• [Exercise aim] Once the line containing "fn compound_leading_columns(table: &Table)" is found in the entries below, reproduce it and every line after it, stopping at and including the line containing "cols.len() > 1);"; reproduce nothing else, and keep each line exact.
(Records for the task Opens)
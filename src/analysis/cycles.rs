//! Circular foreign-key dependencies between tables.

use super::{AnalyzerConfig, Rule};
use crate::diagnostics::{Category, Diagnostic};
use crate::model::SchemaModel;
use std::collections::{BTreeMap, BTreeSet, HashSet};

pub struct CircularDependencies;

impl Rule for CircularDependencies {
    fn name(&self) -> &'static str {
        "circular_dependencies"
    }

    fn description(&self) -> &'static str {
        "Detects cycles in the table -> referenced table graph"
    }

    fn check(&self, model: &SchemaModel, _config: &AnalyzerConfig) -> Vec<Diagnostic> {
        find_cycles(model)
            .into_iter()
            .map(|cycle| {
                let mut path = cycle.clone();
                path.push(cycle[0].clone());
                Diagnostic::warning(
                    Category::CircularDependency,
                    format!("circular dependency: {}", path.join(" -> ")),
                )
                .with_table(&cycle[0])
                .with_hint("make one of the foreign keys nullable or deferrable")
            })
            .collect()
    }
}

/// Every distinct cycle, each starting at its smallest member.
pub fn find_cycles(model: &SchemaModel) -> Vec<Vec<String>> {
    let mut graph: BTreeMap<&str, BTreeSet<&str>> = BTreeMap::new();
    for table in &model.tables {
        graph.entry(table.name.as_str()).or_default();
    }
    for (table, fk) in model.foreign_keys() {
        graph
            .entry(table.name.as_str())
            .or_default()
            .insert(fk.referenced_table.as_str());
    }

    let mut search = CycleSearch {
        graph: &graph,
        visited: HashSet::new(),
        stack: Vec::new(),
        seen: HashSet::new(),
        cycles: Vec::new(),
    };
    for &node in graph.keys() {
        if !search.visited.contains(node) {
            search.visit(node);
        }
    }
    search.cycles
}

struct CycleSearch<'g> {
    graph: &'g BTreeMap<&'g str, BTreeSet<&'g str>>,
    visited: HashSet<&'g str>,
    stack: Vec<&'g str>,
    seen: HashSet<Vec<String>>,
    cycles: Vec<Vec<String>>,
}

impl<'g> CycleSearch<'g> {
    fn visit(&mut self, node: &'g str) {
        self.visited.insert(node);
        self.stack.push(node);

        let graph = self.graph;
        if let Some(targets) = graph.get(node) {
            for &target in targets {
                if let Some(pos) = self.stack.iter().position(|&n| n == target) {
                    self.record(pos);
                } else if !self.visited.contains(target) {
                    self.visit(target);
                }
            }
        }

        self.stack.pop();
    }

    fn record(&mut self, from: usize) {
        let mut cycle: Vec<String> = self.stack[from..].iter().map(|s| s.to_string()).collect();
        let min = cycle
            .iter()
            .enumerate()
            .min_by(|a, b| a.1.cmp(b.1))
            .map(|(i, _)| i)
            .unwrap_or(0);
        cycle.rotate_left(min);
        if self.seen.insert(cycle.clone()) {
            self.cycles.push(cycle);
        }
    }
}

#[cfg(test)]
mod tests {
    use super::*;
    use crate::analysis::test_utils::model;

    #[test]
    fn test_three_table_cycle_reported_once() {
        let m = model(
            "CREATE TABLE c (id INT PRIMARY KEY, a_id INT REFERENCES a (id));
             CREATE TABLE b (id INT PRIMARY KEY, c_id INT REFERENCES c (id));
             CREATE TABLE a (id INT PRIMARY KEY, b_id INT REFERENCES b (id));",
        );
        assert_eq!(find_cycles(&m), vec![vec!["a", "b", "c"]]);

        let diags = CircularDependencies.check(&m, &AnalyzerConfig::default());
        assert_eq!(diags.len(), 1);
        assert_eq!(diags[0].message, "circular dependency: a -> b -> c -> a");
    }

    #[test]
    fn test_canonical_start_is_smallest_member() {
        let m = model(
            "CREATE TABLE b (id INT PRIMARY KEY, x_id INT REFERENCES x (id));
             CREATE TABLE x (id INT PRIMARY KEY, m_id INT REFERENCES m (id));
             CREATE TABLE m (id INT PRIMARY KEY, b_id INT REFERENCES b (id));",
        );
        assert_eq!(find_cycles(&m), vec![vec!["b", "x", "m"]]);
    }

    #[test]
    fn test_self_reference_is_a_cycle() {
        let m = model("CREATE TABLE nodes (id INT PRIMARY KEY, parent_id INT REFERENCES nodes (id));");
        assert_eq!(find_cycles(&m), vec![vec!["nodes"]]);
    }

    #[test]
    fn test_acyclic_graph() {
        let m = model(
            "CREATE TABLE a (id INT PRIMARY KEY);
             CREATE TABLE b (id INT PRIMARY KEY, a_id INT REFERENCES a (id));
             CREATE TABLE c (id INT PRIMARY KEY, a_id INT REFERENCES a (id), b_id INT REFERENCES b (id));",
        );
        assert!(find_cycles(&m).is_empty());
    }
}
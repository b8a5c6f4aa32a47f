use ddlgraph::layout::{
    Layout, LayoutConfig, LayoutEngine, LayoutGraph, Point, RankDir, group_by_folder,
};
use ddlgraph::{ParserKind, Pipeline, SchemaModel, SourceFile};
use std::collections::BTreeMap;

fn model() -> SchemaModel {
    let files = [
        SourceFile::new(
            "auth/users.sql",
            "CREATE TABLE users (id INT PRIMARY KEY, email TEXT, name TEXT, role user_role, created_at TIMESTAMP);
             CREATE TYPE user_role AS ENUM ('admin', 'member');",
        ),
        SourceFile::new(
            "shop/orders.sql",
            "CREATE TABLE orders (id INT PRIMARY KEY, user_id INT REFERENCES users (id));
             CREATE TABLE items (id INT PRIMARY KEY, order_id INT REFERENCES orders (id), product_id INT REFERENCES products (id));
             CREATE TABLE products (id INT PRIMARY KEY, name TEXT);",
        ),
    ];
    Pipeline::new(ParserKind::Strict).run(&files).model
}

fn overlaps(layout: &Layout) -> bool {
    let nodes: Vec<_> = layout.nodes.values().collect();
    for (i, a) in nodes.iter().enumerate() {
        for b in &nodes[i + 1..] {
            let apart = a.x + a.width <= b.x
                || b.x + b.width <= a.x
                || a.y + a.height <= b.y
                || b.y + b.height <= a.y;
            if !apart {
                return true;
            }
        }
    }
    false
}

#[test]
fn test_five_column_table_height() {
    let graph = LayoutGraph::from_model(&model());
    let layout = LayoutEngine::default().layout(&graph, None);
    let users = layout.node("users").unwrap();
    assert_eq!(users.height, 164.0);
    assert_eq!(users.width, 240.0);
    assert_eq!(layout.node("user_role").map(|n| n.width), Some(180.0));
}

#[test]
fn test_layout_is_deterministic() {
    let graph = LayoutGraph::from_model(&model());
    let engine = LayoutEngine::default();
    assert_eq!(engine.layout(&graph, None), engine.layout(&graph, None));

    let groups = group_by_folder(&model());
    assert_eq!(
        engine.layout_grouped(&graph, &groups, None),
        engine.layout_grouped(&graph, &groups, None)
    );
}

#[test]
fn test_no_overlaps_in_any_direction() {
    let graph = LayoutGraph::from_model(&model());
    for rank_dir in [RankDir::Lr, RankDir::Tb, RankDir::Rl, RankDir::Bt] {
        let engine = LayoutEngine::new(LayoutConfig {
            rank_dir,
            ..Default::default()
        });
        let layout = engine.layout(&graph, None);
        assert_eq!(layout.nodes.len(), 5, "{rank_dir}");
        assert!(!overlaps(&layout), "{rank_dir}");
        for n in layout.nodes.values() {
            assert!(n.x >= 20.0 - 1e-9 && n.y >= 20.0 - 1e-9, "{rank_dir}");
            assert!(n.x + n.width <= layout.width - 20.0 + 1e-9, "{rank_dir}");
            assert!(n.y + n.height <= layout.height - 20.0 + 1e-9, "{rank_dir}");
        }
    }
}

#[test]
fn test_grouped_layout_frames_and_no_overlaps() {
    let model = model();
    let graph = LayoutGraph::from_model(&model);
    let layout = LayoutEngine::default().layout_grouped(&graph, &group_by_folder(&model), None);

    let names: Vec<&str> = layout.groups.iter().map(|g| g.name.as_str()).collect();
    assert_eq!(names, vec!["auth", "shop"]);
    assert_eq!(layout.groups[0].members, vec!["user_role", "users"]);
    assert!(!overlaps(&layout));
}

#[test]
fn test_full_overrides_returned_verbatim() {
    let graph = LayoutGraph::from_model(&model());
    let engine = LayoutEngine::default();
    let overrides: BTreeMap<String, Point> = graph
        .nodes
        .iter()
        .enumerate()
        .map(|(i, n)| (n.id.clone(), Point::new(i as f64 * 300.0, 50.0)))
        .collect();

    let layout = engine.layout(&graph, Some(&overrides));
    assert_eq!(layout.positions(), overrides);
}

#[test]
fn test_partial_overrides_ignored() {
    let graph = LayoutGraph::from_model(&model());
    let engine = LayoutEngine::default();
    let mut overrides = BTreeMap::new();
    overrides.insert("users".to_string(), Point::new(-999.0, -999.0));

    assert_eq!(engine.layout(&graph, Some(&overrides)), engine.layout(&graph, None));
}

#[test]
fn test_empty_model_short_circuits() {
    let layout = LayoutEngine::default().layout(&LayoutGraph::from_model(&SchemaModel::default()), None);
    assert!(layout.nodes.is_empty());
    assert_eq!((layout.width, layout.height), (0.0, 0.0));
}
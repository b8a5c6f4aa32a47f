//! Foreign-key columns with no index that could serve lookups on them.

use super::{AnalyzerConfig, Rule};
use crate::diagnostics::{Category, Diagnostic};
use crate::model::{SchemaModel, Table};
use std::collections::HashSet;

pub struct MissingForeignKeyIndex;

impl Rule for MissingForeignKeyIndex {
    fn name(&self) -> &'static str {
        "missing_fk_index"
    }

    fn description(&self) -> &'static str {
        "Reports foreign-key columns not covered by a key, unique constraint or index"
    }

    fn check(&self, model: &SchemaModel, _config: &AnalyzerConfig) -> Vec<Diagnostic> {
        let mut diagnostics = Vec::new();

        for table in &model.tables {
            let covered = covered_columns(table);
            let leading = compound_leading_columns(table);
            let mut reported: HashSet<&str> = HashSet::new();

            for fk in &table.foreign_keys {
                for column in &fk.columns {
                    let column = column.as_str();
                    if covered.contains(column) || leading.contains(column) {
                        continue;
                    }
                    if !reported.insert(column) {
                        continue;
                    }
                    diagnostics.push(
                        Diagnostic::warning(
                            Category::MissingFkIndex,
                            format!(
                                "foreign key column `{}.{}` has no index",
                                table.name, column
                            ),
                        )
                        .with_table(&table.name)
                        .with_column(column)
                        .with_file(&table.source_file)
                        .with_hint(format!(
                            "CREATE INDEX ON {} ({});",
                            table.name, column
                        )),
                    );
                }
            }
        }

        diagnostics
    }
}

/// Primary-key columns, single-column unique constraints and indexes, unique columns.
fn covered_columns(table: &Table) -> HashSet<&str> {
    let mut covered: HashSet<&str> = table.primary_key.iter().map(String::as_str).collect();
    for unique in &table.unique_constraints {
        if let [column] = unique.as_slice() {
            covered.insert(column);
        }
    }
    for index in &table.indexes {
        if let [column] = index.columns.as_slice() {
            covered.insert(column);
        }
    }
    for column in &table.columns {
        if column.is_unique {
            covered.insert(&column.name);
        }
    }
    covered
}

/// First column of every multi-column key, unique constraint or index.
fn compound_leading_columns(table: &Table) -> HashSet<&str> {
    let mut leading = HashSet::new();
    if table.primary_key.len() > 1 {
        leading.insert(table.primary_key[0].as_str());
    }
    let compound = table
        .unique_constraints
        .iter()
        .chain(table.indexes.iter().map(|i| &i.columns))
        .filter(|cols| cols.len() > 1);
    for cols in compound {
        leading.insert(cols[0].as_str());
    }
    leading
}

#[cfg(test)]
mod tests {
    use super::*;
    use crate::analysis::test_utils::model;

    fn flagged(sql: &str) -> Vec<String> {
        MissingForeignKeyIndex
            .check(&model(sql), &AnalyzerConfig::default())
            .into_iter()
            .filter_map(|d| d.column)
            .collect()
    }

    const USERS: &str = "CREATE TABLE users (id INT PRIMARY KEY);";

    #[test]
    fn test_unindexed_fk_column_flagged() {
        let sql = format!(
            "{USERS} CREATE TABLE orders (id INT PRIMARY KEY, user_id INT REFERENCES users (id));"
        );
        assert_eq!(flagged(&sql), vec!["user_id"]);
    }

    #[test]
    fn test_fk_that_is_the_primary_key_not_flagged() {
        let sql = format!(
            "{USERS} CREATE TABLE profiles (user_id INT PRIMARY KEY REFERENCES users (id));"
        );
        assert!(flagged(&sql).is_empty());
    }

    #[test]
    fn test_covering_index_and_unique() {
        let sql = format!(
            "{USERS}
             CREATE TABLE a (id INT PRIMARY KEY, user_id INT REFERENCES users (id));
             CREATE INDEX ON a (user_id);
             CREATE TABLE b (id INT PRIMARY KEY, user_id INT UNIQUE REFERENCES users (id));"
        );
        assert!(flagged(&sql).is_empty());
    }

    #[test]
    fn test_compound_prefix_counts_only_for_first_column() {
        let sql = format!(
            "{USERS}
             CREATE TABLE memberships (
                 user_id INT REFERENCES users (id),
                 group_id INT REFERENCES users (id),
                 PRIMARY KEY (user_id, group_id)
             );"
        );
        // Both are primary-key columns, so both are covered.
        assert!(flagged(&sql).is_empty());

        let sql = format!(
            "{USERS}
             CREATE TABLE follows (
                 id INT PRIMARY KEY,
                 follower_id INT REFERENCES users (id),
                 followee_id INT REFERENCES users (id),
                 UNIQUE (follower_id, followee_id)
             );"
        );
        assert_eq!(flagged(&sql), vec!["followee_id"]);
    }

    #[test]
    fn test_column_reported_once() {
        let sql = format!(
            "{USERS}
             CREATE TABLE t (id INT PRIMARY KEY, user_id INT REFERENCES users (id));
             ALTER TABLE t ADD FOREIGN KEY (user_id) REFERENCES users (id);"
        );
        assert_eq!(flagged(&sql), vec!["user_id"]);
    }
}
//! Data structures for layout computation.

use crate::model::SchemaModel;
use serde::{Deserialize, Serialize};
use std::collections::{BTreeMap, BTreeSet};
use std::fmt;
use std::str::FromStr;

/// Direction in which ranks advance.
#[derive(Debug, Clone, Copy, PartialEq, Eq, Default, Serialize, Deserialize)]
#[serde(rename_all = "UPPERCASE")]
pub enum RankDir {
    #[default]
    Lr,
    Tb,
    Rl,
    Bt,
}

impl fmt::Display for RankDir {
    fn fmt(&self, f: &mut fmt::Formatter<'_>) -> fmt::Result {
        let s = match self {
            RankDir::Lr => "LR",
            RankDir::Tb => "TB",
            RankDir::Rl => "RL",
            RankDir::Bt => "BT",
        };
        f.write_str(s)
    }
}

impl FromStr for RankDir {
    type Err = String;

    fn from_str(s: &str) -> Result<Self, Self::Err> {
        match s.to_ascii_uppercase().as_str() {
            "LR" => Ok(RankDir::Lr),
            "TB" => Ok(RankDir::Tb),
            "RL" => Ok(RankDir::Rl),
            "BT" => Ok(RankDir::Bt),
            _ => Err(format!("unknown rank direction `{s}` (expected LR, TB, RL or BT)")),
        }
    }
}

#[derive(Debug, Clone, Copy, PartialEq, Eq, Serialize, Deserialize)]
#[serde(rename_all = "lowercase")]
pub enum NodeKind {
    Table,
    Enum,
}

/// A table or enum box; `rows` is its column or value count.
#[derive(Debug, Clone, PartialEq, Eq, Serialize, Deserialize)]
pub struct LayoutNode {
    pub id: String,
    pub kind: NodeKind,
    pub rows: usize,
}

/// Foreign key from the referencing table to the referenced one.
#[derive(Debug, Clone, PartialEq, Eq, Serialize, Deserialize)]
pub struct LayoutEdge {
    pub source: String,
    pub target: String,
}

/// Input graph for the layout engine.
#[derive(Debug, Clone, Default, PartialEq, Eq, Serialize, Deserialize)]
pub struct LayoutGraph {
    pub nodes: Vec<LayoutNode>,
    pub edges: Vec<LayoutEdge>,
}

impl LayoutGraph {
    /// One node per table and enum type, one edge per foreign key.
    ///
    /// Names are node ids, so a repeated table keeps its first declaration
    /// and an enum sharing a table's name gets no node of its own.
    pub fn from_model(model: &SchemaModel) -> Self {
        let mut seen: BTreeSet<&str> = BTreeSet::new();
        let mut nodes = Vec::new();

        for table in &model.tables {
            if !seen.insert(&table.name) {
                continue;
            }
            nodes.push(LayoutNode {
                id: table.name.clone(),
                kind: NodeKind::Table,
                rows: table.columns.len(),
            });
        }
        for enum_type in &model.enums {
            if !seen.insert(&enum_type.name) {
                log::debug!("enum `{}` shares a name with another node; skipped", enum_type.name);
                continue;
            }
            nodes.push(LayoutNode {
                id: enum_type.name.clone(),
                kind: NodeKind::Enum,
                rows: enum_type.values.len(),
            });
        }

        let edges = model
            .tables
            .iter()
            .flat_map(|table| {
                table.foreign_keys.iter().map(move |fk| LayoutEdge {
                    source: table.name.clone(),
                    target: fk.referenced_table.clone(),
                })
            })
            .collect();

        LayoutGraph { nodes, edges }
    }
}

#[derive(Debug, Clone, Copy, PartialEq, Default, Serialize, Deserialize)]
pub struct Point {
    pub x: f64,
    pub y: f64,
}

impl Point {
    pub fn new(x: f64, y: f64) -> Self {
        Point { x, y }
    }
}

/// Top-left corner and size of a placed node.
#[derive(Debug, Clone, Copy, PartialEq, Serialize, Deserialize)]
pub struct NodeLayout {
    pub x: f64,
    pub y: f64,
    pub width: f64,
    pub height: f64,
}

/// Bounding box of one group in grouped mode.
#[derive(Debug, Clone, PartialEq, Serialize, Deserialize)]
pub struct GroupLayout {
    pub name: String,
    pub x: f64,
    pub y: f64,
    pub width: f64,
    pub height: f64,
    pub members: Vec<String>,
}

/// The complete layout result.
#[derive(Debug, Clone, Default, PartialEq, Serialize, Deserialize)]
pub struct Layout {
    pub nodes: BTreeMap<String, NodeLayout>,
    #[serde(skip_serializing_if = "Vec::is_empty", default)]
    pub groups: Vec<GroupLayout>,
    pub width: f64,
    pub height: f64,
}

impl Layout {
    pub fn node(&self, id: &str) -> Option<&NodeLayout> {
        self.nodes.get(id)
    }

    pub fn is_empty(&self) -> bool {
        self.nodes.is_empty()
    }

    /// Top-left corners, suitable for passing back as overrides.
    pub fn positions(&self) -> BTreeMap<String, Point> {
        self.nodes
            .iter()
            .map(|(id, n)| (id.clone(), Point::new(n.x, n.y)))
            .collect()
    }
}

#[cfg(test)]
mod tests {
    use super::*;
    use crate::model::{Column, DataType, EnumType, ForeignKey, Table};

    #[test]
    fn test_rank_dir_parse_and_display() {
        assert_eq!("lr".parse::<RankDir>(), Ok(RankDir::Lr));
        assert_eq!("BT".parse::<RankDir>(), Ok(RankDir::Bt));
        assert!("up".parse::<RankDir>().is_err());
        assert_eq!(RankDir::Tb.to_string(), "TB");
        assert_eq!(serde_json::to_string(&RankDir::Rl).unwrap(), "\"RL\"");
    }

    #[test]
    fn test_graph_from_model() {
        let mut users = Table::new("users", "users.sql");
        users.columns.push(Column::new("id", DataType::new("INT")));
        let mut orders = Table::new("orders", "orders.sql");
        orders.foreign_keys.push(ForeignKey {
            constraint_name: None,
            columns: vec!["user_id".into()],
            referenced_table: "users".into(),
            referenced_columns: vec!["id".into()],
            on_delete: None,
            on_update: None,
        });
        let model = SchemaModel {
            tables: vec![users, orders],
            enums: vec![
                EnumType {
                    name: "status".into(),
                    values: vec!["a".into(), "b".into()],
                    source_file: "types.sql".into(),
                },
                EnumType {
                    name: "users".into(),
                    values: vec![],
                    source_file: "types.sql".into(),
                },
            ],
            sequences: vec![],
        };

        let graph = LayoutGraph::from_model(&model);
        let ids: Vec<&str> = graph.nodes.iter().map(|n| n.id.as_str()).collect();
        assert_eq!(ids, vec!["users", "orders", "status"]);
        assert_eq!(graph.nodes[0].rows, 1);
        assert_eq!(graph.nodes[2].kind, NodeKind::Enum);
        assert_eq!(graph.nodes[2].rows, 2);
        assert_eq!(
            graph.edges,
            vec![LayoutEdge {
                source: "orders".into(),
                target: "users".into()
            }]
        );
    }
}
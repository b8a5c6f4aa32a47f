//! Tables that take part in no foreign-key relationship.

use super::{AnalyzerConfig, Rule};
use crate::diagnostics::{Category, Diagnostic};
use crate::model::SchemaModel;
use std::collections::HashSet;

pub struct OrphanTables;

impl Rule for OrphanTables {
    fn name(&self) -> &'static str {
        "orphan_tables"
    }

    fn description(&self) -> &'static str {
        "Reports tables with no foreign keys that no other table references"
    }

    fn check(&self, model: &SchemaModel, _config: &AnalyzerConfig) -> Vec<Diagnostic> {
        let referenced: HashSet<&str> = model
            .foreign_keys()
            .map(|(_, fk)| fk.referenced_table.as_str())
            .collect();

        model
            .tables
            .iter()
            .filter(|t| t.foreign_keys.is_empty() && !referenced.contains(t.name.as_str()))
            .map(|t| {
                Diagnostic::info(
                    Category::OrphanTable,
                    format!("table `{}` has no relationships", t.name),
                )
                .with_table(&t.name)
                .with_file(&t.source_file)
            })
            .collect()
    }
}

#[cfg(test)]
mod tests {
    use super::*;
    use crate::analysis::test_utils::model;

    #[test]
    fn test_only_unconnected_tables_reported() {
        let m = model(
            "CREATE TABLE users (id INT PRIMARY KEY);
             CREATE TABLE orders (id INT PRIMARY KEY, user_id INT REFERENCES users (id));
             CREATE TABLE settings (key TEXT PRIMARY KEY);",
        );
        let diags = OrphanTables.check(&m, &AnalyzerConfig::default());
        assert_eq!(diags.len(), 1);
        assert_eq!(diags[0].table.as_deref(), Some("settings"));
    }

    #[test]
    fn test_self_reference_is_not_orphan() {
        let m = model("CREATE TABLE nodes (id INT PRIMARY KEY, parent_id INT REFERENCES nodes (id));");
        assert!(OrphanTables.check(&m, &AnalyzerConfig::default()).is_empty());
    }
}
(Records for the task Closes)
• [Answer to this exercise]
fn compound_leading_columns(table: &Table) -> HashSet<&str> {
    let mut leading = HashSet::new();
    if table.primary_key.len() > 1 {
        leading.insert(table.primary_key[0].as_str());
    }
    let compound = table
        .unique_constraints
        .iter()
        .chain(table.indexes.iter().map(|i| &i.columns))
        .filter(|cols| cols.len() > 1);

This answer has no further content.